For example: Tie a 2nd alpine on the other anchor line, bring it together with the other one making a new master point for the rappel. Clip your top-rope set up to this point. Now you have nicer angle of departure for the rap and no edge to lower them over. Remember to keep the slack going to the main top-rope master point tidy and out of their way.

Once they have rappelled, Simply unclipped the two biners from the Rappel master point, untie the alpines if you desire (take into account the effect the alipines have on the length of the anchor lines and therefore the position of the top-rope master point) and re-connect the biners to the original Top-rope master point (over the edge).

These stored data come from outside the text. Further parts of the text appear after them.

//! Application configuration structs
//!
//! Loads configuration from environment variables (and a `.env` file when present).

use serde::Deserialize;
use std::env;

/// Main application configuration
#[derive(Debug, Clone, Deserialize)]
pub struct AppConfig {
    pub app: AppSettings,
    pub api: ServerConfig,
    pub database: DatabaseConfig,
    pub jwt: JwtConfig,
    pub rate_limit: RateLimitConfig,
    pub cors: CorsConfig,
    pub storage: StorageConfig,
    pub mail: MailConfig,
    pub scoring: ScoringConfig,
    pub payment: PaymentConfig,
    pub admin: Option<AdminBootstrap>,
}

/// General application settings
#[derive(Debug, Clone, Deserialize)]
pub struct AppSettings {
    #[serde(default = "default_app_name")]
    pub name: String,
    #[serde(default)]
    pub env: Environment,
}

/// Environment type
#[derive(Debug, Clone, Copy, PartialEq, Eq, Deserialize, Default)]
#[serde(rename_all = "lowercase")]
pub enum Environment {
    #[default]
    Development,
    Staging,
    Production,
}

impl Environment {
    #[must_use]
    pub fn is_production(&self) -> bool {
        matches!(self, Self::Production)
    }

    fn parse(s: &str) -> Option<Self> {
        match s.to_lowercase().as_str() {
            "production" => Some(Self::Production),
            "staging" => Some(Self::Staging),
            "development" => Some(Self::Development),
            _ => None,
        }
    }
}

/// HTTP server configuration
#[derive(Debug, Clone, Deserialize)]
pub struct ServerConfig {
    #[serde(default = "default_host")]
    pub host: String,
    pub port: u16,
    #[serde(default = "default_request_timeout")]
    pub request_timeout_secs: u64,
}

impl ServerConfig {
    #[must_use]
    pub fn address(&self) -> String {
        format!("{}:{}", self.host, self.port)
    }
}

/// Where workflow data lives
#[derive(Debug, Clone, Copy, PartialEq, Eq, Deserialize, Default)]
#[serde(rename_all = "lowercase")]
pub enum StorageBackend {
    #[default]
    Postgres,
    /// Process-local store for development and tests
    Memory,
}

/// Database configuration
#[derive(Debug, Clone, Deserialize)]
pub struct DatabaseConfig {
    #[serde(default)]
    pub backend: StorageBackend,
    /// Required for the Postgres backend
    pub url: Option<String>,
    #[serde(default = "default_max_connections")]
    pub max_connections: u32,
    #[serde(default = "default_min_connections")]
    pub min_connections: u32,
}

/// JWT configuration
#[derive(Debug, Clone, Deserialize)]
pub struct JwtConfig {
    pub secret: String,
    #[serde(default = "default_access_token_expiry")]
    pub access_token_expiry: i64,
}

/// Rate limiting configuration
#[derive(Debug, Clone, Deserialize)]
pub struct RateLimitConfig {
    #[serde(default = "default_requests_per_second")]
    pub requests_per_second: u32,
    #[serde(default = "default_burst")]
    pub burst: u32,
}

/// CORS configuration
#[derive(Debug, Clone, Deserialize)]
pub struct CorsConfig {
    #[serde(default)]
    pub allowed_origins: Vec<String>,
}

/// Photo storage configuration
#[derive(Debug, Clone, Deserialize)]
pub struct StorageConfig {
    #[serde(default = "default_upload_dir")]
    pub upload_dir: String,
    /// URL prefix under which `upload_dir` is served
    #[serde(default = "default_public_url")]
    pub public_url: String,
    #[serde(default = "default_max_photo_bytes")]
    pub max_photo_bytes: usize,
}

/// Outbound mail configuration; without an SMTP host mail is only logged
#[derive(Debug, Clone, Deserialize)]
pub struct MailConfig {
    pub smtp_host: Option<String>,
    #[serde(default = "default_smtp_port")]
    pub smtp_port: u16,
    pub smtp_username: Option<String>,
    pub smtp_password: Option<String>,
    #[serde(default = "default_mail_from")]
    pub from: String,
}

impl MailConfig {
    #[must_use]
    pub fn is_enabled(&self) -> bool {
        self.smtp_host.as_deref().is_some_and(|h| !h.is_empty())
    }
}

/// Points configuration
#[derive(Debug, Clone, Deserialize)]
pub struct ScoringConfig {
    #[serde(default = "default_points_per_hour")]
    pub points_per_hour: i32,
}

/// Payment reference configuration
#[derive(Debug, Clone, Deserialize)]
pub struct PaymentConfig {
    /// Secret mixed into card fingerprints
    pub reference_pepper: String,
}

/// Administrator account ensured at start-up
#[derive(Debug, Clone, Deserialize)]
pub struct AdminBootstrap {
    pub email: String,
    pub password: String,
    #[serde(default = "default_admin_name")]
    pub name: String,
}

// Default value functions
fn default_app_name() -> String {
    "ngo-volunteer".to_string()
}

fn default_host() -> String {
    "127.0.0.1".to_string()
}

fn default_port() -> u16 {
    8080
}

fn default_request_timeout() -> u64 {
    30
}

fn default_max_connections() -> u32 {
    20
}

fn default_min_connections() -> u32 {
    2
}

fn default_access_token_expiry() -> i64 {
    3600 // 1 hour
}

fn default_requests_per_second() -> u32 {
    10
}

fn default_burst() -> u32 {
    50
}

fn default_upload_dir() -> String {
    "./uploads".to_string()
}

fn default_public_url() -> String {
    "/uploads".to_string()
}

fn default_max_photo_bytes() -> usize {
    ngo_core::value_objects::MAX_PHOTO_BYTES
}

fn default_smtp_port() -> u16 {
    587
}

fn default_mail_from() -> String {
    "NGO Volunteer <no-reply@localhost>".to_string()
}

fn default_points_per_hour() -> i32 {
    ngo_core::entities::DEFAULT_POINTS_PER_HOUR
}

fn default_admin_name() -> String {
    "Administrator".to_string()
}

const DEV_JWT_SECRET: &str = "development-only-secret-change-me";
const DEV_PEPPER: &str = "development-only-pepper";

impl AppConfig {
    /// Load configuration from environment variables
    ///
    /// # Errors
    /// Returns an error if required environment variables are missing or invalid
    pub fn from_env() -> Result<Self, ConfigError> {
        // Load .env file if present (ignore errors if not found)
        let _ = dotenvy::dotenv();
        Self::from_lookup(|key| env::var(key).ok())
    }

    /// Build configuration from an arbitrary key lookup
    ///
    /// # Errors
    /// Returns an error if required values are missing or invalid
    pub fn from_lookup<F>(lookup: F) -> Result<Self, ConfigError>
    where
        F: Fn(&str) -> Option<String>,
    {
        let parsed = |key: &'static str| -> Result<Option<u64>, ConfigError> {
            lookup(key)
                .map(|s| {
                    s.trim()
                        .parse::<u64>()
                        .map_err(|_| ConfigError::InvalidValue(key, s))
                })
                .transpose()
        };

        let env = match lookup("APP_ENV") {
            Some(s) => Environment::parse(&s).ok_or(ConfigError::InvalidValue("APP_ENV", s))?,
            None => Environment::default(),
        };

        let backend = match lookup("STORAGE_BACKEND").as_deref() {
            None | Some("postgres") => StorageBackend::Postgres,
            Some("memory") => StorageBackend::Memory,
            Some(other) => {
                return Err(ConfigError::InvalidValue("STORAGE_BACKEND", other.to_string()))
            }
        };
        let database_url = lookup("DATABASE_URL");
        if backend == StorageBackend::Postgres && database_url.is_none() {
            return Err(ConfigError::MissingVar("DATABASE_URL"));
        }

        let jwt_secret = match lookup("JWT_SECRET") {
            Some(secret) => secret,
            None if env.is_production() => return Err(ConfigError::MissingVar("JWT_SECRET")),
            None => DEV_JWT_SECRET.to_string(),
        };
        if env.is_production() && jwt_secret.len() < 32 {
            return Err(ConfigError::InvalidValue(
                "JWT_SECRET",
                "must be at least 32 characters in production".to_string(),
            ));
        }

        let reference_pepper = match lookup("PAYMENT_REFERENCE_PEPPER") {
            Some(pepper) => pepper,
            None if env.is_production() => {
                return Err(ConfigError::MissingVar("PAYMENT_REFERENCE_PEPPER"))
            }
            None => DEV_PEPPER.to_string(),
        };

        let points_per_hour = match lookup("POINTS_PER_HOUR") {
            Some(s) => match s.trim().parse::<i32>() {
                Ok(v) if v > 0 => v,
                _ => return Err(ConfigError::InvalidValue("POINTS_PER_HOUR", s)),
            },
            None => default_points_per_hour(),
        };

        let admin = match (lookup("ADMIN_EMAIL"), lookup("ADMIN_PASSWORD")) {
            (Some(email), Some(password)) => Some(AdminBootstrap {
                email,
                password,
                name: lookup("ADMIN_NAME").unwrap_or_else(default_admin_name),
            }),
            (Some(_), None) => return Err(ConfigError::MissingVar("ADMIN_PASSWORD")),
            _ => None,
        };

        Ok(Self {
            app: AppSettings {
                name: lookup("APP_NAME").unwrap_or_else(default_app_name),
                env,
            },
            api: ServerConfig {
                host: lookup("API_HOST").unwrap_or_else(default_host),
                port: parsed("API_PORT")?
                    .map(|p| {
                        u16::try_from(p)
                            .map_err(|_| ConfigError::InvalidValue("API_PORT", p.to_string()))
                    })
                    .transpose()?
                    .unwrap_or_else(default_port),
                request_timeout_secs: parsed("REQUEST_TIMEOUT_SECS")?
                    .unwrap_or_else(default_request_timeout),
            },
            database: DatabaseConfig {
                backend,
                url: database_url,
                max_connections: parsed("DATABASE_MAX_CONNECTIONS")?
                    .map_or_else(default_max_connections, |v| v as u32),
                min_connections: parsed("DATABASE_MIN_CONNECTIONS")?
                    .map_or_else(default_min_connections, |v| v as u32),
            },
            jwt: JwtConfig {
                secret: jwt_secret,
                access_token_expiry: parsed("JWT_ACCESS_TOKEN_EXPIRY")?
                    .map_or_else(default_access_token_expiry, |v| v as i64),
            },
            rate_limit: RateLimitConfig {
                requests_per_second: parsed("RATE_LIMIT_REQUESTS_PER_SECOND")?
                    .map_or_else(default_requests_per_second, |v| v as u32),
                burst: parsed("RATE_LIMIT_BURST")?.map_or_else(default_burst, |v| v as u32),
            },
            cors: CorsConfig {
                allowed_origins: lookup("CORS_ALLOWED_ORIGINS")
                    .map(|s| s.split(',').map(str::trim).map(String::from).collect())
                    .unwrap_or_default(),
            },
            storage: StorageConfig {
                upload_dir: lookup("UPLOAD_DIR").unwrap_or_else(default_upload_dir),
                public_url: lookup("UPLOAD_PUBLIC_URL").unwrap_or_else(default_public_url),
                max_photo_bytes: parsed("MAX_PHOTO_BYTES")?
                    .map_or_else(default_max_photo_bytes, |v| v as usize),
            },
            mail: MailConfig {
                smtp_host: lookup("SMTP_HOST"),
                smtp_port: parsed("SMTP_PORT")?.map_or_else(default_smtp_port, |v| v as u16),
                smtp_username: lookup("SMTP_USERNAME"),
                smtp_password: lookup("SMTP_PASSWORD"),
                from: lookup("MAIL_FROM").unwrap_or_else(default_mail_from),
            },
            scoring: ScoringConfig { points_per_hour },
            payment: PaymentConfig { reference_pepper },
            admin,
        })
    }
}

/// Configuration errors
#[derive(Debug, thiserror::Error)]
pub enum ConfigError {
    #[error("Missing required environment variable: {0}")]
    MissingVar(&'static str),

    #[error("Invalid value for {0}: {1}")]
    InvalidValue(&'static str, String),
}

#[cfg(test)]
mod tests {
    use super::*;
    use std::collections::HashMap;

    fn load(vars: &[(&str, &str)]) -> Result<AppConfig, ConfigError> {
        let map: HashMap<String, String> = vars
            .iter()
            .map(|(k, v)| ((*k).to_string(), (*v).to_string()))
            .collect();
        AppConfig::from_lookup(|key| map.get(key).cloned())
    }

    #[test]
    fn test_environment_is_production() {
        assert!(!Environment::Development.is_production());
        assert!(!Environment::Staging.is_production());
        assert!(Environment::Production.is_production());
    }

    #[test]
    fn test_server_address() {
        let config = ServerConfig {
            host: "0.0.0.0".to_string(),
            port: 8080,
            request_timeout_secs: 30,
        };
        assert_eq!(config.address(), "0.0.0.0:8080");
    }

    #[test]
    fn test_memory_backend_defaults() {
        let config = load(&[("STORAGE_BACKEND", "memory")]).unwrap();
        assert_eq!(config.database.backend, StorageBackend::Memory);
        assert!(config.database.url.is_none());
        assert_eq!(config.api.port, 8080);
        assert_eq!(config.scoring.points_per_hour, 10);
        assert_eq!(config.storage.max_photo_bytes, 1024 * 1024);
        assert!(!config.mail.is_enabled());
        assert!(config.admin.is_none());
    }

    #[test]
    fn test_postgres_requires_url() {
        assert!(matches!(load(&[]), Err(ConfigError::MissingVar("DATABASE_URL"))));
        let config = load(&[("DATABASE_URL", "postgres://localhost/ngo")]).unwrap();
        assert_eq!(config.database.backend, StorageBackend::Postgres);
    }

    #[test]
    fn test_production_requires_strong_secret() {
        let base = [
            ("APP_ENV", "production"),
            ("STORAGE_BACKEND", "memory"),
            ("PAYMENT_REFERENCE_PEPPER", "pepper"),
        ];
        assert!(load(&base).is_err());

        let mut short = base.to_vec();
        short.push(("JWT_SECRET", "short"));
        assert!(matches!(load(&short), Err(ConfigError::InvalidValue("JWT_SECRET", _))));

        let mut strong = base.to_vec();
        strong.push(("JWT_SECRET", "0123456789abcdef0123456789abcdef"));
        assert!(load(&strong).unwrap().app.env.is_production());
    }

    #[test]
    fn test_invalid_numbers_rejected() {
        assert!(load(&[("STORAGE_BACKEND", "memory"), ("API_PORT", "http")]).is_err());
        assert!(load(&[("STORAGE_BACKEND", "memory"), ("POINTS_PER_HOUR", "0")]).is_err());
        assert!(load(&[("STORAGE_BACKEND", "sqlite")]).is_err());
    }

    #[test]
    fn test_admin_bootstrap() {
        let config = load(&[
            ("STORAGE_BACKEND", "memory"),
            ("ADMIN_EMAIL", "admin@ngo.my"),
            ("ADMIN_PASSWORD", "Secret123"),
        ])
        .unwrap();
        let admin = config.admin.unwrap();
        assert_eq!(admin.email, "admin@ngo.my");
        assert_eq!(admin.name, "Administrator");

        assert!(load(&[("STORAGE_BACKEND", "memory"), ("ADMIN_EMAIL", "a@b.c")]).is_err());
    }
}
//! Donation entity - an immutable record of money given to an event

use chrono::NaiveDateTime;
use serde::{Deserialize, Serialize};

use crate::value_objects::{Amount, Identifier};

/// How a donation was paid
#[derive(Debug, Clone, Copy, PartialEq, Eq, Hash, Serialize, Deserialize)]
#[serde(rename_all = "snake_case")]
pub enum PaymentMethod {
    CreditCard,
    DebitCard,
    OnlineBanking,
    EWallet,
}

impl PaymentMethod {
    pub const fn as_str(self) -> &'static str {
        match self {
            Self::CreditCard => "credit_card",
            Self::DebitCard => "debit_card",
            Self::OnlineBanking => "online_banking",
            Self::EWallet => "e_wallet",
        }
    }

    /// Card methods must carry a card number
    #[inline]
    pub const fn requires_card(self) -> bool {
        matches!(self, Self::CreditCard | Self::DebitCard)
    }
}

impl std::str::FromStr for PaymentMethod {
    type Err = String;

    fn from_str(s: &str) -> Result<Self, Self::Err> {
        match s {
            "credit_card" => Ok(Self::CreditCard),
            "debit_card" => Ok(Self::DebitCard),
            "online_banking" => Ok(Self::OnlineBanking),
            "e_wallet" => Ok(Self::EWallet),
            other => Err(format!("unknown payment method: {other}")),
        }
    }
}

/// Donation entity
#[derive(Debug, Clone, PartialEq, Eq)]
pub struct Donation {
    pub id: i64,
    pub donor_email: String,
    pub event_id: Identifier,
    pub amount: Amount,
    pub payment_method: PaymentMethod,
    /// Masked card digits and fingerprint; never the raw number
    pub payment_reference: Option<String>,
    pub donated_at: NaiveDateTime,
}

/// Data for a new donation
#[derive(Debug, Clone, PartialEq, Eq)]
pub struct NewDonation {
    pub donor_email: String,
    pub event_id: Identifier,
    pub amount: Amount,
    pub payment_method: PaymentMethod,
    pub payment_reference: Option<String>,
    pub donated_at: NaiveDateTime,
}

/// Strip spaces and dashes from a card number
pub fn normalize_card_number(number: &str) -> String {
    number.chars().filter(|c| !matches!(c, ' ' | '-')).collect()
}

/// Check length (13 to 19 digits) and the Luhn checksum
pub fn is_valid_card_number(number: &str) -> bool {
    let digits = normalize_card_number(number);
    if !(13..=19).contains(&digits.len()) || !digits.bytes().all(|b| b.is_ascii_digit()) {
        return false;
    }

    let sum: u32 = digits
        .bytes()
        .rev()
        .enumerate()
        .map(|(i, b)| {
            let d = u32::from(b - b'0');
            if i % 2 == 1 {
                let doubled = d * 2;
                if doubled > 9 { doubled - 9 } else { doubled }
            } else {
                d
            }
        })
        .sum();
    sum % 10 == 0
}

/// Last four digits of a card number for display
pub fn last_four(number: &str) -> String {
    let digits = normalize_card_number(number);
    let start = digits.len().saturating_sub(4);
    digits[start..].to_string()
}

If it is a sketchy scramble down towards the edge, have them clip a locker and sling from their harness onto an anchor line. Make sure the master point is already established, there by creating a 'closed' system, so if they were to slip they will only slide to the 'rapel' master point.

Better yet, have them tether them self with a prusik to the anchor line. I understand this is an extra technique to teach and them learn but if they are keen on continuing to climb, they will need to learn at some stage.

With your anchor so far back the change in the critical angle at the new rappel master point should be insignificant.

Pretty simple, works well and saves on extra ropes and gear.

If you want to still use a lowering line, remember that you have half, possibly more, of your climbing rope you can utilize. Just tie it off at the master point and let them rap on a single line.

It is hard to explain stuff in words sometimes so if this makes no sense let me know and I'll try to clarify.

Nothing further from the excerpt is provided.